◆ ABOUT THIS TASK
Write out, unaltered, each line from the top of the records below down to the line where "is switched off." appears, that line included.

◆ DATA SUPPLIED
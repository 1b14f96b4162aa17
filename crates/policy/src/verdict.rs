//! Evaluation results.

use serde::{Deserialize, Serialize};
use std::fmt;

/// Why a URL was allowed or denied.
#[derive(Debug, Clone, Copy, PartialEq, Eq, Hash, Serialize, Deserialize)]
#[serde(rename_all = "kebab-case")]
pub enum Reason {
    /// Domain restriction is switched off.
    RestrictionDisabled,
    /// The host is listed in `blockedDomains`.
    BlockedExplicit,
    /// The host is a subdomain of a `blockedDomains` entry.
    BlockedSubdomain,
    /// The host is listed in `allowedDomains`.
    AllowedExplicit,
    /// The host is a subdomain of an `allowedDomains` entry.
    AllowedSubdomain,
    /// No allow list is configured and the host is the origin domain (or below it).
    AllowedOriginFallback,
    /// The host matched nothing the policy allows.
    DeniedNotListed,
    /// The candidate is not an absolute URL with a hostname.
    DeniedMalformedUrl,
}

impl Reason {
    /// The reason's tag, e.g. `blocked-subdomain`.
    pub fn as_str(self) -> &'static str {
        match self {
            Reason::RestrictionDisabled => "restriction-disabled",
            Reason::BlockedExplicit => "blocked-explicit",
            Reason::BlockedSubdomain => "blocked-subdomain",
            Reason::AllowedExplicit => "allowed-explicit",
            Reason::AllowedSubdomain => "allowed-subdomain",
            Reason::AllowedOriginFallback => "allowed-origin-fallback",
            Reason::DeniedNotListed => "denied-not-listed",
            Reason::DeniedMalformedUrl => "denied-malformed-url",
        }
    }

    pub fn is_allowed(self) -> bool {
        matches!(
            self,
            Reason::RestrictionDisabled
                | Reason::AllowedExplicit
                | Reason::AllowedSubdomain
                | Reason::AllowedOriginFallback
        )
    }

    pub fn is_blocked(self) -> bool {
        matches!(self, Reason::BlockedExplicit | Reason::BlockedSubdomain)
    }
}

impl fmt::Display for Reason {
    fn fmt(&self, f: &mut fmt::Formatter<'_>) -> fmt::Result {
        f.write_str(self.as_str())
    }
}

/// Outcome of evaluating one URL against a policy.
///
/// `allowed` is always consistent with `reason`: a verdict can only be
/// built from its reason.
#[derive(Debug, Clone, Copy, PartialEq, Eq, Hash, Serialize)]
pub struct Verdict {
    allowed: bool,
    reason: Reason,
}

impl Verdict {
    pub fn is_allowed(&self) -> bool {
        self.allowed
    }

    pub fn reason(&self) -> Reason {
        self.reason
    }
}

impl From<Reason> for Verdict {
    fn from(reason: Reason) -> Self {
        Self {
            allowed: reason.is_allowed(),
            reason,
        }
    }
}

impl fmt::Display for Verdict {
    fn fmt(&self, f: &mut fmt::Formatter<'_>) -> fmt::Result {
        let outcome = if self.allowed { "allowed" } else { "denied" };
        write!(f, "{outcome} ({})", self.reason)
    }
}
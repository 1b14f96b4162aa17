//! CLI error types.

use std::path::PathBuf;
use thiserror::Error;

/// CLI errors.
///
/// This enum is marked `#[non_exhaustive]` to allow adding new variants
/// in future versions without breaking downstream code.
#[derive(Debug, Error)]
#[non_exhaustive]
pub enum Error {
    /// `init` would overwrite an existing settings file.
    #[error("settings file already exists at {path}. Use --force to overwrite")]
    ConfigExists { path: PathBuf },

    /// An error occurred loading, validating or saving settings.
    #[error(transparent)]
    Settings(#[from] settings::Error),

    /// Failed to render JSON output.
    #[error("failed to render JSON: {0}")]
    Json(#[from] serde_json::Error),

    /// An I/O error occurred.
    #[error(transparent)]
    Io(#[from] std::io::Error),
}

pub type Result<T> = std::result::Result<T, Error>;
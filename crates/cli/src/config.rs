//! Settings loading for the command line.

use crate::error::{Error, Result};
use clap::Args;
use navigation::{Interceptor, Preferences};
use policy::PolicyHandle;
use settings::{Settings, SettingsPatch, Source};
use std::path::Path;
use std::sync::Arc;

/// Command-line overrides applied on top of the settings file.
#[derive(Debug, Clone, Default, Args)]
pub struct Overrides {
    /// Target URL (its host becomes the origin domain)
    #[arg(long, value_name = "URL", global = true)]
    pub url: Option<String>,

    /// Allowed domain; repeat to allow several. Replaces the configured list
    #[arg(long = "allow", value_name = "DOMAIN", global = true)]
    pub allow: Vec<String>,

    /// Blocked domain; repeat to block several. Replaces the configured list
    #[arg(long = "block", value_name = "DOMAIN", global = true)]
    pub block: Vec<String>,

    /// Match listed domains exactly, never their subdomains
    #[arg(long, global = true)]
    pub no_subdomains: bool,

    /// Turn domain restriction off
    #[arg(long, global = true)]
    pub unrestricted: bool,

    /// Open allowed new-window requests in the system browser
    #[arg(long, value_name = "BOOL", global = true)]
    pub open_externally: Option<bool>,
}

impl Overrides {
    pub fn patch(&self) -> SettingsPatch {
        SettingsPatch {
            target_url: self.url.clone(),
            restrict_to_domain: self.unrestricted.then_some(false),
            open_links_externally: self.open_externally,
            allowed_domains: non_empty(&self.allow),
            blocked_domains: non_empty(&self.block),
            allow_subdomains: self.no_subdomains.then_some(false),
        }
    }
}

fn non_empty(list: &[String]) -> Option<Vec<String>> {
    (!list.is_empty()).then(|| list.to_vec())
}

/// Load settings strictly: a missing file means defaults, a broken one is an error.
pub fn load(path: &Path, overrides: &Overrides) -> Result<(Settings, Source)> {
    let (settings, source) = if path.exists() {
        (Settings::load(path)?, Source::File(path.to_path_buf()))
    } else {
        (Settings::default(), Source::Default)
    };
    Ok((settings.merge(overrides.patch()), source))
}

/// Load settings, falling back to defaults if the file is unusable even
/// with the overrides applied.
pub fn load_lenient(path: &Path, overrides: &Overrides) -> (Settings, Source) {
    Settings::load_or_default(path, overrides.patch())
}

pub fn build_interceptor(settings: &Settings) -> Result<Interceptor> {
    let policy = settings.validate()?;
    Ok(Interceptor::new(
        Arc::new(PolicyHandle::new(policy)),
        preferences(settings),
    ))
}

/// Re-read settings and swap them into `interceptor`.
///
/// Preferences change only once the new policy is in force; on any error
/// both stay as they were.
pub fn reload(path: &Path, overrides: &Overrides, interceptor: &Interceptor) -> Result<()> {
    let (settings, _) = load(path, overrides)?;
    interceptor
        .policy()
        .reload(&settings.policy_config())
        .map_err(settings::Error::from)?;
    interceptor.set_preferences(preferences(&settings));
    Ok(())
}

/// Write default settings (with overrides) to `path`.
pub fn init(path: &Path, overrides: &Overrides, force: bool) -> Result<()> {
    if path.exists() && !force {
        return Err(Error::ConfigExists {
            path: path.to_path_buf(),
        });
    }

    let settings = Settings::default().merge(overrides.patch());
    settings.validate()?;
    settings.save(path)?;
    Ok(())
}

pub fn preferences(settings: &Settings) -> Preferences {
    Preferences {
        open_links_externally: settings.open_links_externally,
    }
}

pub fn describe(source: &Source) -> String {
    match source {
        Source::File(path) => path.display().to_string(),
        Source::Default => "defaults".to_string(),
    }
}
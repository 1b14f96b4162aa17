//! Persisted shell settings.
//!
//! Settings live in a small TOML file. Only the shape of the domain policy
//! is interpreted here; [`Settings::validate`] hands it to [`policy`] for
//! the single validation pass that produces a [`policy::Policy`].
//!
//! # Example
//!
//! ```
//! use settings::{Settings, SettingsPatch};
//!
//! let settings = Settings::parse(r#"
//! [target]
//! url = "https://github.com"
//!
//! [domainConfig]
//! blockedDomains = ["gist.github.com"]
//! "#)?
//! .merge(SettingsPatch {
//!     allow_subdomains: Some(false),
//!     ..Default::default()
//! });
//!
//! let policy = settings.validate()?;
//! assert!(policy.evaluate("https://github.com/rust-lang").is_allowed());
//! assert!(!policy.evaluate("https://api.github.com").is_allowed());
//! # Ok::<(), settings::Error>(())
//! ```

mod error;
mod model;
mod store;

pub use error::{Error, Result};
pub use model::{DEFAULT_TARGET_URL, Settings, SettingsPatch, Target};
pub use store::Source;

◆ EXERCISE ANSWER
repository 1b14f96b4162aa17
filename crates/policy/src/verdict.rs
//! Evaluation results.

use serde::{Deserialize, Serialize};
use std::fmt;

/// Why a URL was allowed or denied.
#[derive(Debug, Clone, Copy, PartialEq, Eq, Hash, Serialize, Deserialize)]
#[serde(rename_all = "kebab-case")]
pub enum Reason {
    /// Domain restriction is switched off.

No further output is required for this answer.